Starting with the first line below, reproduce each line exactly until you have included the one bearing "pub enum NewUnitPolicy".

== Segment start ==

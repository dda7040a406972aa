//! Configuration System
//!
//! Typed option struct backed by the persistent key-value store. Every
//! option has exactly one storage key; the enumerated key/default table
//! below exists only at the (de)serialization boundary, so the rest of the
//! crate reads typed fields instead of string-keyed lookups.

use crate::error::StorageError;
use crate::store::KeyValueStore;
use parking_lot::RwLock;
use std::collections::HashMap;
use std::fmt;
use std::str::FromStr;
use std::sync::Arc;
use tracing::warn;

/// Version written into exported backup documents.
///
/// Import requires the field to be present but accepts any value.
pub const FORMAT_VERSION: u32 = 1;

/// Icon used for a freshly installed unit that reports no icons of its own.
pub const FALLBACK_UNIT_ICON: &str = "icons/unit-default.png";

/// What to do when a previously unknown unit is installed
#[derive(Debug, Clone, Copy, PartialEq, Eq, serde::Serialize, serde::Deserialize)]
#[serde(rename_all = "snake_case")]
pub enum NewUnitPolicy {
    /// Add the unit to every existing context
    AddToAll,
    /// Add the unit to the always-active set
    AddToAlwaysActive,
    /// Surface a decision request and leave the configuration alone
    Ask,
}

impl NewUnitPolicy {
    pub fn as_str(self) -> &'static str {
        match self {
            NewUnitPolicy::AddToAll => "add_to_all",
            NewUnitPolicy::AddToAlwaysActive => "add_to_always_active",
            NewUnitPolicy::Ask => "ask",
        }
    }
}

impl fmt::Display for NewUnitPolicy {
    fn fmt(&self, f: &mut fmt::Formatter<'_>) -> fmt::Result {
        f.write_str(self.as_str())
    }
}

impl FromStr for NewUnitPolicy {
    type Err = ();

    fn from_str(s: &str) -> Result<Self, Self::Err> {
        match s {
            "add_to_all" => Ok(NewUnitPolicy::AddToAll),
            "add_to_always_active" => Ok(NewUnitPolicy::AddToAlwaysActive),
            "ask" => Ok(NewUnitPolicy::Ask),
            _ => Err(()),
        }
    }
}

/// Storage keys for the option table
pub mod keys {
    pub const APPS_SUPPORTED: &str = "apps_supported";
    pub const NEW_UNIT_POLICY: &str = "new_unit_policy";
    pub const SHOW_ACTIVATE_ALL: &str = "show_activate_all";
    pub const TOGGLE_DELAY_MS: &str = "toggle_delay_ms";
    pub const FIRST_RUN: &str = "first_run";
    pub const HIGHLIGHT_UNGROUPED: &str = "highlight_ungrouped";
}

/// Key/default table used only when options cross the storage boundary.
pub const OPTION_DEFAULTS: &[(&str, &str)] = &[
    (keys::APPS_SUPPORTED, "false"),
    (keys::NEW_UNIT_POLICY, "ask"),
    (keys::SHOW_ACTIVATE_ALL, "true"),
    (keys::TOGGLE_DELAY_MS, "200"),
    (keys::FIRST_RUN, "true"),
    (keys::HIGHLIGHT_UNGROUPED, "false"),
];

/// User-tunable behavior options
#[derive(Debug, Clone, PartialEq, Eq)]
pub struct Options {
    /// Whether app-kind units participate in toggling
    pub apps_supported: bool,
    /// Reaction to a newly installed unit
    pub new_unit_policy: NewUnitPolicy,
    /// Whether quick-access surfaces show the enable-all control
    pub show_activate_all_control: bool,
    /// Delay between consecutive toggle calls during reconciliation
    pub toggle_delay_ms: u64,
    /// Set until the host has shown its first-run experience once
    pub first_run: bool,
    /// Editor hint: highlight units that belong to no context
    pub highlight_ungrouped: bool,
}

impl Default for Options {
    fn default() -> Self {
        Self {
            apps_supported: false,
            new_unit_policy: NewUnitPolicy::Ask,
            show_activate_all_control: true,
            toggle_delay_ms: 200,
            first_run: true,
            highlight_ungrouped: false,
        }
    }
}

fn parse_bool(key: &str, raw: &str, default: bool) -> bool {
    match raw {
        "true" => true,
        "false" => false,
        _ => {
            warn!(key, raw, "Unparseable stored option, using default");
            default
        }
    }
}

impl Options {
    /// Build options from stored entries, falling back to defaults for
    /// missing or unparseable values.
    pub fn from_entries(entries: &HashMap<String, String>) -> Self {
        let defaults = Options::default();
        let raw = |key: &str| entries.get(key).map(String::as_str);

        let apps_supported = raw(keys::APPS_SUPPORTED)
            .map(|v| parse_bool(keys::APPS_SUPPORTED, v, defaults.apps_supported))
            .unwrap_or(defaults.apps_supported);

        let new_unit_policy = raw(keys::NEW_UNIT_POLICY)
            .map(|v| {
                v.parse().unwrap_or_else(|_| {
                    warn!(
                        key = keys::NEW_UNIT_POLICY,
                        raw = v,
                        "Unparseable stored option, using default"
                    );
                    defaults.new_unit_policy
                })
            })
            .unwrap_or(defaults.new_unit_policy);

        let show_activate_all_control = raw(keys::SHOW_ACTIVATE_ALL)
            .map(|v| parse_bool(keys::SHOW_ACTIVATE_ALL, v, defaults.show_activate_all_control))
            .unwrap_or(defaults.show_activate_all_control);

        let toggle_delay_ms = raw(keys::TOGGLE_DELAY_MS)
            .map(|v| {
                v.parse().unwrap_or_else(|_| {
                    warn!(
                        key = keys::TOGGLE_DELAY_MS,
                        raw = v,
                        "Unparseable stored option, using default"
                    );
                    defaults.toggle_delay_ms
                })
            })
            .unwrap_or(defaults.toggle_delay_ms);

        let first_run = raw(keys::FIRST_RUN)
            .map(|v| parse_bool(keys::FIRST_RUN, v, defaults.first_run))
            .unwrap_or(defaults.first_run);

        let highlight_ungrouped = raw(keys::HIGHLIGHT_UNGROUPED)
            .map(|v| parse_bool(keys::HIGHLIGHT_UNGROUPED, v, defaults.highlight_ungrouped))
            .unwrap_or(defaults.highlight_ungrouped);

        Self {
            apps_supported,
            new_unit_policy,
            show_activate_all_control,
            toggle_delay_ms,
            first_run,
            highlight_ungrouped,
        }
    }

    /// Serialize every option to its storage entry.
    pub fn to_entries(&self) -> HashMap<String, String> {
        let mut entries = HashMap::new();
        entries.insert(
            keys::APPS_SUPPORTED.to_string(),
            self.apps_supported.to_string(),
        );
        entries.insert(
            keys::NEW_UNIT_POLICY.to_string(),
            self.new_unit_policy.to_string(),
        );
        entries.insert(
            keys::SHOW_ACTIVATE_ALL.to_string(),
            self.show_activate_all_control.to_string(),
        );
        entries.insert(
            keys::TOGGLE_DELAY_MS.to_string(),
            self.toggle_delay_ms.to_string(),
        );
        entries.insert(keys::FIRST_RUN.to_string(), self.first_run.to_string());
        entries.insert(
            keys::HIGHLIGHT_UNGROUPED.to_string(),
            self.highlight_ungrouped.to_string(),
        );
        entries
    }
}

/// In-memory options cache over the persistent store
///
/// The cache lock is never held across an await point; load and save copy
/// the options in and out around the store calls.
pub struct ConfigStore {
    store: Arc<dyn KeyValueStore>,
    options: RwLock<Options>,
}

impl ConfigStore {
    pub fn new(store: Arc<dyn KeyValueStore>) -> Self {
        Self {
            store,
            options: RwLock::new(Options::default()),
        }
    }

    /// Reload all options from the store
    ///
    /// A storage failure leaves the current cache in place and is reported
    /// to the caller after being logged; callers are free to ignore it.
    pub async fn load(&self) -> Result<(), StorageError> {
        let keys: Vec<&str> = OPTION_DEFAULTS.iter().map(|(key, _)| *key).collect();
        match self.store.get_multiple(&keys).await {
            Ok(entries) => {
                *self.options.write() = Options::from_entries(&entries);
                Ok(())
            }
            Err(e) => {
                warn!(error = %e, "Failed to load options, keeping current values");
                Err(e)
            }
        }
    }

    /// Persist the full option table
    pub async fn save(&self) -> Result<(), StorageError> {
        let entries = self.options.read().to_entries();
        self.store.set_multiple(&entries).await
    }

    /// Snapshot of the current options
    pub fn options(&self) -> Options {
        self.options.read().clone()
    }

    /// Replace the cached options; callers persist via `save`.
    pub fn set_options(&self, options: Options) {
        *self.options.write() = options;
    }
}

== Segment end ==

Worked solution:
repository dda7040a406972aa
//! Configuration System
//!
//! Typed option struct backed by the persistent key-value store. Every
//! option has exactly one storage key; the enumerated key/default table
//! below exists only at the (de)serialization boundary, so the rest of the
//! crate reads typed fields instead of string-keyed lookups.

use crate::error::StorageError;
use crate::store::KeyValueStore;
use parking_lot::RwLock;
use std::collections::HashMap;
use std::fmt;
use std::str::FromStr;
use std::sync::Arc;
use tracing::warn;

/// Version written into exported backup documents.
///
/// Import requires the field to be present but accepts any value.
pub const FORMAT_VERSION: u32 = 1;

/// Icon used for a freshly installed unit that reports no icons of its own.
pub const FALLBACK_UNIT_ICON: &str = "icons/unit-default.png";

/// What to do when a previously unknown unit is installed
#[derive(Debug, Clone, Copy, PartialEq, Eq, serde::Serialize, serde::Deserialize)]
#[serde(rename_all = "snake_case")]
pub enum NewUnitPolicy {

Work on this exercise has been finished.